Heeding the Call: Nursing Program pivots to find a way to graduation for students
Photos and Story by Sarah Rose Evans
As Portland Community College’s Nursing Program Director, Heather Reynolds ensures that both students and faculty have the tools and support they need to be successful. When COVID-19 (coronavirus) forced the program to move entirely online, her job became a bit more challenging.
“My responsibility is to care for them, keep them safe and deliver on our mission to provide high-quality nursing education,” Reynolds explained. “We transform individuals into caring nurses, who meet the evolving health needs of our community.”
When the pandemic hit, she knew that education would be especially critical. She worked with faculty to quickly pivot and develop remote delivery so that students could complete spring term and graduate on time. Class content is posted on D2L in recorded sessions where students can view asynchronously, on discussion boards, and in live virtual meetings during regularly scheduled course times.
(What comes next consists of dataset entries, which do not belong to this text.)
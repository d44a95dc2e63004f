use bytes::Bytes;
use serde::{Deserialize, Serialize};
use serde_json::Value;

use crate::core::{PeerId, Result};
use crate::protocol::Channel;

/// Direction of a bootstrap signal
#[derive(Debug, Clone, Copy, PartialEq, Eq, Serialize, Deserialize)]
#[serde(rename_all = "lowercase")]
pub enum SignalKind {
    Offer,
    Answer,
}

/// Transport-specific bootstrap payload carried by the signaling relay
#[derive(Debug, Clone, PartialEq, Serialize, Deserialize)]
pub struct Signal {
    pub kind: SignalKind,
    pub payload: Value,
}

impl Signal {
    /// Builds an offer
    pub fn offer(payload: Value) -> Self {
        Signal {
            kind: SignalKind::Offer,
            payload,
        }
    }

    /// Builds an answer
    pub fn answer(payload: Value) -> Self {
        Signal {
            kind: SignalKind::Answer,
            payload,
        }
    }
}

/// State changes and inbound frames reported by a transport
#[derive(Debug, Clone, PartialEq)]
pub enum LinkEvent {
    LinkUp { peer: PeerId },
    LinkDown { peer: PeerId },
    LinkFailed { peer: PeerId, reason: String },
    ChannelOpen { peer: PeerId, channel: Channel },
    ChannelClosed { peer: PeerId, channel: Channel },
    Frame { peer: PeerId, channel: Channel, data: Bytes },
}

impl LinkEvent {
    /// Peer the event concerns
    pub fn peer(&self) -> &PeerId {
        match self {
            LinkEvent::LinkUp { peer }
            | LinkEvent::LinkDown { peer }
            | LinkEvent::LinkFailed { peer, .. }
            | LinkEvent::ChannelOpen { peer, .. }
            | LinkEvent::ChannelClosed { peer, .. }
            | LinkEvent::Frame { peer, .. } => peer,
        }
    }
}

/// Point-to-point links with a `control` (ordered, reliable) and a `sync`
/// (unordered, no retransmission) channel each.
///
/// Implementations report progress as [`LinkEvent`]s on a channel handed out
/// at construction; methods here never block.
pub trait Transport: Send {
    /// Starts an outbound link and returns the offer to relay
    fn open(&mut self, peer: &PeerId) -> Result<Signal>;

    /// Consumes a remote offer or answer; returns a reply to relay, if any
    fn on_signal(&mut self, peer: &PeerId, signal: Signal) -> Result<Option<Signal>>;

    /// Queues a frame on one channel of a link
    fn send(&mut self, peer: &PeerId, channel: Channel, frame: Bytes) -> Result<()>;

    /// Tears down a link and everything pending on it
    fn close(&mut self, peer: &PeerId);
}
use std::collections::HashSet;

use bytes::Bytes;
use serde_json::json;

use crate::core::{Error, PeerId, Result};
use crate::protocol::{Channel, Message};
use super::transport::{Signal, SignalKind, Transport};

/// Transport that records everything and delivers nothing.
///
/// Link progress is simulated by feeding [`LinkEvent`](super::LinkEvent)s to
/// the mesh by hand.
#[derive(Debug, Default)]
pub struct MemoryTransport {
    /// Frames passed to `send`, in order
    pub sent: Vec<(PeerId, Channel, Bytes)>,
    /// Peers passed to `open`
    pub opened: Vec<PeerId>,
    /// Peers passed to `close`
    pub closed: Vec<PeerId>,
    /// Signals passed to `on_signal`
    pub signals: Vec<(PeerId, Signal)>,
    /// Peers whose sends fail
    pub unreachable: HashSet<PeerId>,
}

impl MemoryTransport {
    /// Creates an empty transport
    pub fn new() -> Self {
        Self::default()
    }

    /// Decoded messages sent to `peer`
    pub fn messages_to(&self, peer: &PeerId) -> Vec<(Channel, Message)> {
        self.sent
            .iter()
            .filter(|(p, _, _)| p == peer)
            .filter_map(|(_, channel, data)| Message::decode(data).ok().map(|m| (*channel, m)))
            .collect()
    }

    /// Forgets recorded traffic
    pub fn clear(&mut self) {
        self.sent.clear();
        self.opened.clear();
        self.closed.clear();
        self.signals.clear();
    }
}

impl Transport for MemoryTransport {
    fn open(&mut self, peer: &PeerId) -> Result<Signal> {
        self.opened.push(peer.clone());
        Ok(Signal::offer(json!({ "memory": peer.as_str() })))
    }

    fn on_signal(&mut self, peer: &PeerId, signal: Signal) -> Result<Option<Signal>> {
        let reply = match signal.kind {
            SignalKind::Offer => Some(Signal::answer(json!({ "memory": peer.as_str() }))),
            SignalKind::Answer => None,
        };
        self.signals.push((peer.clone(), signal));
        Ok(reply)
    }

    fn send(&mut self, peer: &PeerId, channel: Channel, frame: Bytes) -> Result<()> {
        if self.unreachable.contains(peer) {
            return Err(Error::network(format!("peer {} unreachable", peer)));
        }
        self.sent.push((peer.clone(), channel, frame));
        Ok(())
    }

    fn close(&mut self, peer: &PeerId) {
        self.closed.push(peer.clone());
    }
}
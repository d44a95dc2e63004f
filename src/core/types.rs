use std::fmt;
use std::time::Duration;

use serde::{Deserialize, Serialize};
use uuid::Uuid;

use super::{Error, Result};

/// Node identifier in the mesh
#[derive(Debug, Clone, PartialEq, Eq, PartialOrd, Ord, Hash, Serialize, Deserialize)]
#[serde(transparent)]
pub struct PeerId(pub String);

impl PeerId {
    /// Creates a peer id from any string
    pub fn new(id: impl Into<String>) -> Self {
        PeerId(id.into())
    }

    /// Generates a new random peer id
    pub fn random() -> Self {
        PeerId(Uuid::new_v4().to_string())
    }

    /// Returns the id as a string slice
    pub fn as_str(&self) -> &str {
        &self.0
    }
}

impl fmt::Display for PeerId {
    fn fmt(&self, f: &mut fmt::Formatter<'_>) -> fmt::Result {
        f.write_str(&self.0)
    }
}

impl From<&str> for PeerId {
    fn from(id: &str) -> Self {
        PeerId(id.to_string())
    }
}

/// Role a node plays in the star topology
#[derive(Debug, Clone, Copy, PartialEq, Eq, Hash, Serialize, Deserialize)]
#[serde(rename_all = "lowercase")]
pub enum Role {
    /// Eligible time authority
    Conductor,
    /// Follows the leader's phasor
    Performer,
}

impl Role {
    /// Whether a node of this role links to a node of `other` role.
    ///
    /// Performers never link to each other; conductors link to everyone.
    pub fn links_with(self, other: Role) -> bool {
        self == Role::Conductor || other == Role::Conductor
    }

    /// Whether the local side of a `self`/`other` link opens it.
    ///
    /// Conductors dial performers. Between conductors the smaller id dials.
    pub fn initiates_to(self, local: &PeerId, other: Role, remote: &PeerId) -> bool {
        match (self, other) {
            (Role::Conductor, Role::Performer) => true,
            (Role::Conductor, Role::Conductor) => local < remote,
            _ => false,
        }
    }
}

impl fmt::Display for Role {
    fn fmt(&self, f: &mut fmt::Formatter<'_>) -> fmt::Result {
        match self {
            Role::Conductor => f.write_str("conductor"),
            Role::Performer => f.write_str("performer"),
        }
    }
}

/// Configuration for a mesh node
#[derive(Debug, Clone, Serialize, Deserialize)]
#[serde(default)]
pub struct Config {
    /// Local identity
    pub peer_id: PeerId,
    /// Local role
    pub role: Role,
    /// Room joined through the signaling relay
    pub room: String,
    /// Ping cadence for ready peers
    #[serde(serialize_with = "super::serde::serialize_duration_ms")]
    #[serde(deserialize_with = "super::serde::deserialize_duration_ms")]
    pub heartbeat_interval: Duration,
    /// How long a ping may go unanswered before it counts as lost
    #[serde(serialize_with = "super::serde::serialize_duration_ms")]
    #[serde(deserialize_with = "super::serde::deserialize_duration_ms")]
    pub ping_timeout: Duration,
    /// Candidacy collection window
    #[serde(serialize_with = "super::serde::serialize_duration_ms")]
    #[serde(deserialize_with = "super::serde::deserialize_duration_ms")]
    pub election_window: Duration,
    /// Silence after which a performer declares sync lost
    #[serde(serialize_with = "super::serde::serialize_duration_ms")]
    #[serde(deserialize_with = "super::serde::deserialize_duration_ms")]
    pub sync_timeout: Duration,
    /// Local phasor update cadence
    #[serde(serialize_with = "super::serde::serialize_duration_ms")]
    #[serde(deserialize_with = "super::serde::deserialize_duration_ms")]
    pub phasor_update_interval: Duration,
    /// Leader sync broadcast cadence
    #[serde(serialize_with = "super::serde::serialize_duration_ms")]
    #[serde(deserialize_with = "super::serde::deserialize_duration_ms")]
    pub sync_broadcast_interval: Duration,
    /// Initial cycle length of the master clock
    #[serde(serialize_with = "super::serde::serialize_duration_ms")]
    #[serde(deserialize_with = "super::serde::deserialize_duration_ms")]
    pub cycle_duration: Duration,
    /// Fraction of the phase error applied per sync broadcast
    pub correction_factor: f64,
    /// Confidence below which downstream triggers should be suppressed
    pub confidence_threshold: f64,
    /// Start an election automatically on conductor startup
    pub auto_elect: bool,
    /// Default tolerance band for phase-scheduled events
    pub scheduler_tolerance: f64,
    /// Number of RTT samples kept per peer
    pub rtt_window: usize,
}

impl Default for Config {
    fn default() -> Self {
        Config {
            peer_id: PeerId::random(),
            role: Role::Performer,
            room: "default".to_string(),
            heartbeat_interval: Duration::from_secs(1),
            ping_timeout: Duration::from_secs(5),
            election_window: Duration::from_secs(2),
            sync_timeout: Duration::from_secs(5),
            phasor_update_interval: Duration::from_millis(16),
            sync_broadcast_interval: Duration::from_millis(100),
            cycle_duration: Duration::from_secs(2),
            correction_factor: 0.1,
            confidence_threshold: 0.5,
            auto_elect: true,
            scheduler_tolerance: 0.01,
            rtt_window: 10,
        }
    }
}

impl Config {
    /// Creates a default configuration for the given identity
    pub fn new(peer_id: PeerId, role: Role, room: impl Into<String>) -> Self {
        Config {
            peer_id,
            role,
            room: room.into(),
            ..Default::default()
        }
    }

    /// Parses and validates a JSON configuration
    pub fn from_json_str(json: &str) -> Result<Self> {
        let config: Config = serde_json::from_str(json)
            .map_err(|e| Error::config(format!("Failed to parse configuration: {}", e)))?;
        config.validate()?;
        Ok(config)
    }

    /// Checks that every value is usable
    pub fn validate(&self) -> Result<()> {
        if self.peer_id.as_str().is_empty() {
            return Err(Error::config("peer_id must not be empty"));
        }
        if self.room.is_empty() {
            return Err(Error::config("room must not be empty"));
        }
        let non_zero = [
            ("heartbeat_interval", self.heartbeat_interval),
            ("ping_timeout", self.ping_timeout),
            ("election_window", self.election_window),
            ("sync_timeout", self.sync_timeout),
            ("phasor_update_interval", self.phasor_update_interval),
            ("sync_broadcast_interval", self.sync_broadcast_interval),
            ("cycle_duration", self.cycle_duration),
        ];
        for (name, value) in non_zero {
            if value.is_zero() {
                return Err(Error::config(format!("{} must be greater than zero", name)));
            }
        }
        if !(self.correction_factor > 0.0 && self.correction_factor <= 1.0) {
            return Err(Error::config(format!(
                "correction_factor must be in (0, 1], got {}",
                self.correction_factor
            )));
        }
        if !(0.0..=1.0).contains(&self.confidence_threshold) {
            return Err(Error::config(format!(
                "confidence_threshold must be in [0, 1], got {}",
                self.confidence_threshold
            )));
        }
        if !(self.scheduler_tolerance >= 0.0 && self.scheduler_tolerance < 0.5) {
            return Err(Error::config(format!(
                "scheduler_tolerance must be in [0, 0.5), got {}",
                self.scheduler_tolerance
            )));
        }
        if self.rtt_window == 0 {
            return Err(Error::config("rtt_window must be at least 1"));
        }
        Ok(())
    }
}

#[cfg(test)]
mod tests {
    use super::*;

    #[test]
    fn test_peer_id_random() {
        let id1 = PeerId::random();
        let id2 = PeerId::random();
        assert_ne!(id1, id2);
    }

    #[test]
    fn test_role_topology() {
        assert!(Role::Conductor.links_with(Role::Performer));
        assert!(Role::Performer.links_with(Role::Conductor));
        assert!(Role::Conductor.links_with(Role::Conductor));
        assert!(!Role::Performer.links_with(Role::Performer));
    }

    #[test]
    fn test_initiator_is_deterministic() {
        let a = PeerId::new("a");
        let b = PeerId::new("b");
        assert!(Role::Conductor.initiates_to(&a, Role::Performer, &b));
        assert!(!Role::Performer.initiates_to(&b, Role::Conductor, &a));
        assert!(Role::Conductor.initiates_to(&a, Role::Conductor, &b));
        assert!(!Role::Conductor.initiates_to(&b, Role::Conductor, &a));
    }

    #[test]
    fn test_config_from_json() {
        let config = Config::from_json_str(
            r#"{"peer_id":"ctrl-1","role":"conductor","room":"studio","sync_timeout":2500}"#,
        )
        .unwrap();
        assert_eq!(config.peer_id, PeerId::new("ctrl-1"));
        assert_eq!(config.role, Role::Conductor);
        assert_eq!(config.sync_timeout, Duration::from_millis(2500));
        assert_eq!(config.heartbeat_interval, Duration::from_secs(1));
    }

    #[test]
    fn test_config_huge_duration_rejected() {
        let result = Config::from_json_str(r#"{"peer_id":"a","sync_timeout":1e300}"#);
        assert!(matches!(result, Err(Error::Config(_))));
    }

    #[test]
    fn test_config_validation() {
        let mut config = Config::default();
        assert!(config.validate().is_ok());

        config.correction_factor = 0.0;
        assert!(matches!(config.validate(), Err(Error::Config(_))));

        let mut config = Config::default();
        config.election_window = Duration::ZERO;
        assert!(config.validate().is_err());
    }
}
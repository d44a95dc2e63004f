//! Core types and traits for the phasor mesh
//! 
//! This module contains the fundamental building blocks used throughout the library.

pub mod error;
pub mod types;
pub mod serde;

pub use self::error::{Error, Result};
pub use self::types::{Config, PeerId, Role};

/// Wire protocol version
pub const PROTOCOL_VERSION: u8 = 1;

/// Maximum encoded message size in bytes
pub const MAX_MESSAGE_SIZE: usize = 65507; // Maximum UDP payload size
- PCC has moved to virtual operations and online/remote classes. The college has put together resources for students and staff related to the college providing online classes and services.
Rather than attending clinical experiences to practice direct patient care, students engage in virtual simulations, including the “ATI Real Life Clinical Reasoning” scenarios, which were approved by the Oregon State Board of Nursing. These scenarios were used in the National Council of State Boards of Nursing study, which concluded that simulation can be effectively substituted for up to 50 percent of traditional clinical experience.
“This will be different learning, but it will be no less valuable,” Reynolds said. “There is great potential for students to experience learning they otherwise would not have.”
An unexpected benefit of students studying virtual scenarios with medical actors is that the nursing students get to make independent decisions in key patient care scenarios, like a “Choose Your own Adventure.” They get immediate feedback on their choices and are able to go back and see what would happen if they made different choices.
“Not all students get the opportunity to work with a patient experiencing chest pain, for example, so combining virtual scenarios with traditional clinical experiences may give students a breadth of experience they may not have otherwise gotten,” Reynolds commented. “The scenarios are really life-like and allow them to make independent decisions in a safe environment.”
Even before COVID-19, there was a high demand for nurses in Oregon. With the pandemic, the need for nurses is even greater.
“Graduating is really important to our students, who have been working towards this goal for many years,” Reynolds said. “In addition to the benefit to our communities, it is also a way to financial security for our students. With so many facing hardships right now, it is critical for our students to be able to finish.”
In addition, for graduates to be able to join the workforce, they must pass the NCLEX-RN exam, a rigorous text examining of medical, surgical, pediatric, psychiatric and obstetric knowledge. To help the 28 financially vulnerable students cover the $435 fee for the exam and licensure, the PCC Foundation recently secured a $12,000 grant from the Zidell Family Foundation, which has been a longtime supporter of the PCC Nursing Program.
For many students, earning their nursing degree has been a long-term goal, the realization of a life-long dream, and the way to a better life. With a family to support, student Lynn King is eager to join the workforce. He is thankful that PCC is supporting him to help make that happen.
“As an ‘older’ non-traditional student, surviving on a tight budget with a spouse and three young children, we didn’t have some of the resources I needed to learn remotely,” King said. “Our Director Heather Reynolds personally coordinated a solution to help my family keep going until graduation. I am truly grateful.
“Some might have pushed the pause button when faced with the challenges of moving online, but PCC’s Nursing faculty have created solutions to enormous clinical challenges and have kept graduating students on track and engaged without skipping a beat,” he added.
Likewise, Reynolds has been impressed and appreciative of how students have responded to the crisis. She said the patience and support they’ve shown each other, the program, the faculty and staff has been significant.“This shift to remote education has only been possible because of the hard work and dedication of the faculty and staff,” Reynolds said. “They have done an incredible job, shifting our entire program in such a short time.”